Multi-modality Remote Sensing Data Acquisition and Analysis for High Throughput Phenotyping

Sensing technologies ranging from RGB cameras to hyperspectral imaging and LiDAR are rapidly gaining popularity for field-based high throughput phenotyping applications on airborne and ground-based platforms.  In addition to direct measurements of traditional phenotypes such as height, these sensors potentially provide surrogate measurements for plant structural characteristics (e.g. leaf count and leaf area index) and chemistry (e.g. photosynthesis, and plant stress). Opportunities and challenges associated with acquisition, processing, and analysis of high resolution RGB, VNIR/SWIR hyperspectral data, and discrete return LiDAR data acquired from UAVs for plant breeding experiments focused on advancing sorghum varieties for biofuels will be outlined.  Results from multi-modality, multi-temporal predictive modeling of complex phenotypes such as biomass using data driven machine learning and biophysical models will also be presented in the context of feature extraction and learning with limited training data.  Opportunities to exploit transfer learning across scales will also be discussed.

About the Speaker

Dr. Melba Crawford holds the Chair of Excellence in Earth Observation at Purdue University, where she is the Associate Dean of Engineering for Research and a professor in the Schools of Civil Engineering and Electrical and Computer Engineering, and the Department of Agronomy.  Her research interests focus on development of methods for signal and image processing, and applications of these algorithms to remote sensing problems in defense, agriculture, and natural resource management.  She is currently co-leading a joint initiative between the Purdue colleges of agriculture and engineering in development of advanced sensing technologies and analysis methodology for wheeled and UAV platforms, focused on high throughput phenotyping for plant breeding.

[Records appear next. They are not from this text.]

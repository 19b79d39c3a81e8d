//! # Database Migrations
//!
//! Embedded SQL migrations for the audit store.
//!
//! ## Process
//! ```text
//! startup ──► _sqlx_migrations present? ──► compare embedded vs applied
//!                                              │
//!                                              ▼
//!                              run pending in filename order, record each
//! ```
//!
//! ## Adding New Migrations
//!
//! 1. Create a new file in `migrations/sqlite/` with the next sequence number
//! 2. Name format: `NNN_description.sql`
//! 3. **NEVER** modify existing migrations - always add new ones

use sqlx::SqlitePool;
use tracing::info;

use crate::error::DbResult;

/// Embedded migrations from the workspace `migrations/sqlite` directory.
static MIGRATOR: sqlx::migrate::Migrator = sqlx::migrate!("../../migrations/sqlite");

/// Runs all pending database migrations.
///
/// Each migration runs in its own transaction; safe to call repeatedly.
pub async fn run_migrations(pool: &SqlitePool) -> DbResult<()> {
    info!("Checking for pending migrations");

    MIGRATOR.run(pool).await?;

    info!("All migrations applied successfully");
    Ok(())
}

/// Returns `(total_migrations, applied_migrations)`.
pub async fn migration_status(pool: &SqlitePool) -> DbResult<(usize, usize)> {
    let total = MIGRATOR.migrations.len();

    let applied: i64 = sqlx::query_scalar("SELECT COUNT(*) FROM _sqlx_migrations")
        .fetch_one(pool)
        .await
        .unwrap_or(0);

    Ok((total, applied as usize))
}
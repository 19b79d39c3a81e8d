//! Scan: record one item against an in-progress session.

use chrono::Utc;
use serde::{Deserialize, Serialize};
use tracing::{debug, warn};
use ts_rs::TS;

use stocktake_core::validation::{
    classify_zone, ensure_in_progress, ensure_item_exists, ensure_not_duplicate,
    validate_item_code,
};
use stocktake_core::{
    CoreError, ItemId, ItemStateId, ScanClassification, ScannedItem, SessionId,
};

use super::InventoryWorkflow;
use crate::error::ServiceResult;
use crate::store::InventoryStore;

#[derive(Debug, Clone, Serialize, Deserialize, TS)]
#[ts(export)]
#[serde(rename_all = "camelCase")]
pub struct ScanItemRequest {
    pub session_id: SessionId,
    /// Code printed on the item's label.
    pub item_code: String,
    /// Condition the operator observed.
    pub state_id: ItemStateId,
}

#[derive(Debug, Clone, PartialEq, Eq, Serialize, Deserialize, TS)]
#[ts(export)]
#[serde(rename_all = "camelCase")]
pub struct ScanItemResponse {
    /// True when the item belongs to the zone being counted.
    pub valid: bool,
    pub classification: ScanClassification,
    pub message: String,
    pub item_id: ItemId,
}

impl<S: InventoryStore> InventoryWorkflow<S> {
    /// Records a scan in the session's cache.
    ///
    /// ## Checks (in order)
    /// 1. Session exists (`NotFound`)
    /// 2. Session is the zone's live count and the zone is being counted
    ///    (`InvalidState`)
    /// 3. Session still has its scans (`ScanDataLost`)
    /// 4. Item code resolves (`NotFound`)
    /// 5. Declared state exists (`NotFound`)
    /// 6. Item not scanned yet (`Conflict`)
    ///
    /// The session lock is taken first and held to the end, so a Finish
    /// cannot slip in between the zone check and the insert.
    pub async fn scan(&self, request: ScanItemRequest) -> ServiceResult<ScanItemResponse> {
        let session_id = request.session_id;
        debug!(session_id, item_code = %request.item_code, "scan");

        let code = validate_item_code(&request.item_code)?;

        let guard = self.cache.lock(session_id).await;

        let session = self.load_session(session_id).await?;
        ensure_in_progress(&session)?;

        let Some(mut scans) = guard else {
            warn!(session_id, "Scan rejected: no scan slot for active session");
            return Err(CoreError::ScanDataLost(session_id).into());
        };

        let item = ensure_item_exists(self.store.item_by_code(&code).await?, &code)?;

        self.store
            .item_state(request.state_id)
            .await?
            .ok_or_else(|| CoreError::not_found("Item state", request.state_id))?;

        ensure_not_duplicate(session_id, &item, &*scans)?;

        let classification = classify_zone(&item, &session.zone);
        scans.insert_if_absent(ScannedItem {
            item_id: item.id,
            item_code: item.code.clone(),
            item_name: item.name.clone(),
            state_id: request.state_id,
            classification,
            scanned_at: Utc::now(),
        });

        let message = match classification {
            ScanClassification::Correct => {
                format!("{} ({}) recorded in {}", item.name, item.code, session.zone.name)
            }
            ScanClassification::WrongZone => format!(
                "{} ({}) is registered to zone {}, not {}",
                item.name, item.code, item.zone_id, session.zone.name
            ),
        };

        debug!(
            session_id,
            item_id = item.id,
            classification = %classification,
            scanned = scans.len(),
            "Scan recorded"
        );

        Ok(ScanItemResponse {
            valid: classification.is_correct(),
            classification,
            message,
            item_id: item.id,
        })
    }
}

Dr. Crawford is a Fellow of the IEEE, Past President of the IEEE Geoscience and Remote Sensing Society, an IEEE GRSS Distinguished Lecturer, and the current Treasurer of the IEEE Technical Activities Board. She was a member of the NASA EO-1 Science Validation team and served on the NASA Earth System Science and Applications Advisory Committee and the advisory committee to the NASA Socioeconomic Applications and Data Center (SEDAC).

Alex Gaeta

Columbia University

Chip-Based Comb Spectroscopy

The ability to generate optical frequency combs in microresonators at milliwatt power levels offers the promise for high-precision spectroscopic instruments in highly robust, compact, and portable platforms.

About the Speaker

Alex Gaeta received his Ph.D. in 1991 in Optics from the University of Rochester.  He joined the faculty in the Department of Applied Physics and Applied Mathematics at Columbia University in 2015, where he is the David M. Rickey Professor.  Prior to  this, he was a professor in the School of Applied and Engineering Physics at Cornell University for 23 years.  He has published more than 230 papers in quantum and nonlinear optics. He co-founded PicoLuz, Inc. and has served as the founding Editor-in-Chief of Optica since 2014.  He is a Fellow of the OSA, APS, and IEEE, and was awarded the 2019 Charles H. Townes Medal from the OSA.

Peter Russo

Analog Photonics

High Performance Optical Phased Array LiDAR

Integrated optical phased arrays provide an attractive solution to LiDAR sensors by enabling solid-state, small-form-factor systems fabricated on 300mm wafers. We present recent results including high-performance beam steering and long-range LiDAR up to almost 200m."

About the Speaker

Peter Russo is Director of LiDAR at Analog Photonics. He received his Bachelor of Science in Electrical Engineering from University of Maryland, College Park in 2008. After graduating, he joined BAE Systems as part of the Engineering Leadership Development Program, through which he also received his Master of Science in Electrical Engineering from University of New Hampshire. At BAE Systems, he served as principle investigator on several active electro-optical systems programs. In 2015, he joined Formlabs, a 3D-printing startup, as a member of the electro-optical team. In 2017, Mr. Russo joined Analog Photonics as the LiDAR Architect to develop and commercialize silicon-photonic, optical phased array LiDAR for use on autonomous vehicles in both the automotive and DoD markets.